Los medios masivos de comunicación, especialmente la televisión —donde prima la imagen—, no son la excepción. En alguna ocasión, Yolima Mena, periodista e integrante de la comunidad afro, afirmó en el programa Control T.V. del canal TRO que “existe una invisibilidad total. Para poder incluir a los afro tienen que encajarlos en un estereotipo; la participación de una persona ya sea por su profesión o por su actuación siempre va a estar encajado en unos personajes, en unos roles ya identificados que son menos que los personajes principales”.

Cabe recordar el reciente comentario que recibió Mabel Lara, tras haberse anunciado el fin de Noticias Uno. Gregorio Pérez Villa, en su cuenta de Twitter, escribió: “Mabel Lara, la mamerta periodista que retornará a Cali a vender chontaduro”; ¿por qué?, ¿acaso por ser negra?

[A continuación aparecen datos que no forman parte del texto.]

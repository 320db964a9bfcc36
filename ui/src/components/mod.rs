pub mod alert;
pub mod chart;
pub mod chrome;
pub mod kpi;

pub use alert::{Alert, Level};
pub use chart::ChartCard;
pub use chrome::{Footer, Sidebar, Topbar};
pub use kpi::{KpiCard, KpiRow};
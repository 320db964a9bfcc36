//! Browser console logging; stderr on native builds.

#[cfg(target_arch = "wasm32")]
pub fn warn(msg: &str) {
    web_sys::console::warn_1(&msg.into());
}

#[cfg(target_arch = "wasm32")]
pub fn error(msg: &str) {
    web_sys::console::error_1(&msg.into());
}

#[cfg(not(target_arch = "wasm32"))]
pub fn warn(msg: &str) {
    eprintln!("warn: {msg}");
}

#[cfg(not(target_arch = "wasm32"))]
pub fn error(msg: &str) {
    eprintln!("error: {msg}");
}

El tema estético sigue prevaleciendo para las cadenas de televisión. Si bien en los últimos años se han visto a través de las pantallas a unas cuantas mujeres afrocolombianas presentando programas en los diversos canales regionales y nacionales, aún tienen ciertas exigencias que no representan a la mujer negra.

La representación de la raza negra en televisión es poca. En los medios de comunicación, particularmente en la televisión se hace evidente la discriminación por la poca presencia de estas personas en la pantalla chica. Algunos lo hacen solo por cumplir con la ley y por quedar bien ante la sociedad. Toca reconocer que hemos avanzado pero también que aún nos queda mucho camino por recorrer.

Las multas onerosas tampoco son la cura a esta enfermedad social llamada racismo. ¿Cómo es posible que en una nación autoproclamada como “incluyente” y en vía de desarrollo se tengan que castigar actos racistas mediante la Ley 1482 del 2011, denominada Ley Antidiscriminación? Que como ciudadanos nos tengan que imponer este tipo de medidas indica la falta de valores esenciales como el respeto y la tolerancia que impiden el verdadero crecimiento de un país.

Como dice Mena, “tenemos que empezar por las personas, luego las instituciones, los gobiernos y también las grandes esferas. Hay que cambiar las prácticas racistas, los señalamientos, continuar en esa búsqueda de hacer ver que todas las personas somos iguales en dignidad, en derechos y en oportunidades”.

Colombia es un país machista, racista y clasista, no obstante, las mujeres, los negros y los “pobres” son quienes mejor nos representan en el exterior ¡qué ironía! Mariana Pajón, Caterine Ibargüen y Yuberjen Martínez son ejemplos de deportistas que exaltan a Colombia. Es que ni por pertenecer a las altas esferas los “negros” se salvan del racismo, pues la discriminación racial tampoco distingue estratos. Así quedó demostrado con el caso de Belky Arizala, una reconocida modelo de raza negra a quien se le prohibió la entrada a un bar en el norte de Bogotá por su color de piel.

Ojalá todas las razas fueran tan pujantes, alegres, talentosas, empoderadas y orgullosas de sí como los 5 millones 115 mil 499 habitantes, que según el censo oficial, son afrocolombianos.